===== Exercise material =====

//! Scrape orchestration.
//!
//! Discovers the user's accounts, computes each account's query window,
//! runs the per-account fetches sequentially over one page, normalizes the
//! results, and wraps the whole thing in a lifecycle object that owns the
//! browser session.

use std::sync::Arc;
use std::time::Duration;

use chrono::{Days, Months, NaiveDate};

use crate::browser::BrowserSession;
use crate::clock::{Clock, SystemClock};
use crate::error::ScrapeError;
use crate::fetch::{fetch_get_within_page, fetch_transactions_within_page};
use crate::models::{Credentials, ScrapedAccount, ScrapingResult, TransactionsAccount};
use crate::normalize::{convert_transactions, DATE_FORMAT};
use crate::page::SessionPage;
use crate::session::{SessionController, BASE_URL, DEFAULT_REDIRECT_TIMEOUT};
use crate::waiter::DEFAULT_TIMEOUT;

const ACCOUNT_DATA_PATH: &str = "/ServerServices/general/accounts";
const BALANCE_SELECTOR: &str = ".currentBalance";
const TXNS_PER_PAGE: u32 = 150;

/// Per-invocation knobs. Defaults match the portal's observed latency.
#[derive(Debug, Clone)]
pub struct ScrapeOptions {
    /// Earliest transaction date to request. Clamped to the one-year
    /// floor; the window end is always today.
    pub start_date: Option<NaiveDate>,
    pub selector_timeout: Duration,
    pub redirect_timeout: Duration,
    pub balance_timeout: Duration,
}

impl Default for ScrapeOptions {
    fn default() -> Self {
        Self {
            start_date: None,
            selector_timeout: DEFAULT_TIMEOUT,
            redirect_timeout: DEFAULT_REDIRECT_TIMEOUT,
            balance_timeout: DEFAULT_TIMEOUT,
        }
    }
}

/// Query window for the transactions endpoint:
/// `max(today - 1 year + 1 day, explicit_start)` through today.
pub fn transactions_window(
    clock: &dyn Clock,
    explicit_start: Option<NaiveDate>,
) -> (NaiveDate, NaiveDate) {
    let today = clock.today();
    let floor = today
        .checked_sub_months(Months::new(12))
        .and_then(|date| date.checked_add_days(Days::new(1)))
        .unwrap_or(today);

    let start = match explicit_start {
        Some(explicit) => explicit.max(floor),
        None => floor,
    };
    (start, today)
}

pub fn transactions_url(
    api_site_url: &str,
    account_key: &str,
    start: NaiveDate,
    end: NaiveDate,
) -> String {
    format!(
        "{api_site_url}/current-account/transactions?accountId={account_key}\
         &numItemsPerPage={TXNS_PER_PAGE}&retrievalEndDate={}&retrievalStartDate={}&sortCode=1",
        end.format(DATE_FORMAT),
        start.format(DATE_FORMAT),
    )
}

/// Page-level scrape flow. Independent of browser ownership so a scripted
/// page can drive it. Never fails outright: every internal failure comes
/// back as the error-shaped result.
pub async fn scrape_account_data(
    page: &dyn SessionPage,
    clock: &dyn Clock,
    credentials: &Credentials,
    options: &ScrapeOptions,
) -> ScrapingResult {
    match run_scrape(page, clock, credentials, options).await {
        Ok((current_balance, accounts)) => ScrapingResult::completed(current_balance, accounts),
        Err(err) => {
            tracing::warn!(kind = %err.kind, error = %err, "scrape failed");
            ScrapingResult::failed(&err)
        }
    }
}

async fn run_scrape(
    page: &dyn SessionPage,
    clock: &dyn Clock,
    credentials: &Credentials,
    options: &ScrapeOptions,
) -> Result<(String, Vec<TransactionsAccount>), ScrapeError> {
    let mut controller =
        SessionController::new(page).with_selector_timeout(options.selector_timeout);
    controller.login(credentials).await?;
    controller.wait_for_redirect(options.redirect_timeout).await?;

    let rest_context = controller.rest_context().await?;
    let api_site_url = format!("{BASE_URL}/{rest_context}");
    let account_data_url = format!("{BASE_URL}{ACCOUNT_DATA_PATH}");

    // A null listing means no accounts, not a failure.
    let accounts_info: Vec<ScrapedAccount> = fetch_get_within_page(page, &account_data_url)
        .await
        .map_err(|err| ScrapeError::general(format!("account discovery failed: {err:#}")))?
        .unwrap_or_default();
    tracing::debug!(count = accounts_info.len(), "accounts discovered");

    let (start, end) = transactions_window(clock, options.start_date);

    // One shared page context, so the per-account fetches stay sequential
    // in discovery order.
    let mut accounts = Vec::with_capacity(accounts_info.len());
    for info in &accounts_info {
        let account_number = info.composite_key();
        let url = transactions_url(&api_site_url, &account_number, start, end);
        let response = fetch_transactions_within_page(page, &url)
            .await
            .map_err(|err| {
                ScrapeError::general(format!(
                    "transaction fetch failed for {account_number}: {err:#}"
                ))
            })?;

        let txns = match response {
            Some(body) => convert_transactions(body.transactions),
            None => {
                tracing::debug!(account = %account_number, "no transaction data returned");
                Vec::new()
            }
        };
        accounts.push(TransactionsAccount {
            account_number,
            txns,
        });
    }

    let current_balance = read_balance(page, options.balance_timeout).await;
    Ok((current_balance, accounts))
}

/// Best effort: the on-screen balance is informational, so absence or a
/// timeout degrades to an empty string instead of failing the scrape.
async fn read_balance(page: &dyn SessionPage, timeout: Duration) -> String {
    let text = async {
        page.wait_for_selector(BALANCE_SELECTOR, timeout).await?;
        page.element_text(BALANCE_SELECTOR).await
    }
    .await;

    match text {
        Ok(text) => text,
        Err(err) => {
            tracing::warn!(error = %err, "balance read failed, returning empty balance");
            String::new()
        }
    }
}

/// Browser-owning lifecycle wrapper around the scrape flow.
pub struct Scraper {
    session: BrowserSession,
    clock: Arc<dyn Clock>,
    options: ScrapeOptions,
}

impl Scraper {
    /// Launch a browser session. Each call produces an independent scraper;
    /// call [`Scraper::close`] at shutdown.
    pub async fn setup(headless: bool) -> anyhow::Result<Self> {
        let session = BrowserSession::launch(headless).await?;
        Ok(Self {
            session,
            clock: Arc::new(SystemClock),
            options: ScrapeOptions::default(),
        })
    }

    pub fn with_options(mut self, options: ScrapeOptions) -> Self {
        self.options = options;
        self
    }

    pub fn with_clock(mut self, clock: Arc<dyn Clock>) -> Self {
        self.clock = clock;
        self
    }

    /// Run one scrape on a fresh page. Always resolves to a result; the
    /// page is closed on both the success and the failure path.
    pub async fn get_account_data(&self, credentials: &Credentials) -> ScrapingResult {
        let page = match self.session.new_page().await {
            Ok(page) => page,
            Err(err) => {
                return ScrapingResult::failed(&ScrapeError::general(format!(
                    "failed to open page: {err:#}"
                )))
            }
        };

        let result =
            scrape_account_data(&page, self.clock.as_ref(), credentials, &self.options).await;

        if let Err(err) = page.close().await {
            tracing::debug!(error = %err, "failed to close scrape page");
        }
        result
    }

    pub async fn close(self) {
        self.session.close().await;
    }
}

=====

◆ What needs to be done
Every line above from the line with "let mut accounts" to the line with "transactions_url(&api_site_url, &account_number, start, end);" is wanted, ends included; write them out exactly and add no other line.

◆ Reply to the task
    let mut accounts = Vec::with_capacity(accounts_info.len());
    for info in &accounts_info {
        let account_number = info.composite_key();
        let url = transactions_url(&api_site_url, &account_number, start, end);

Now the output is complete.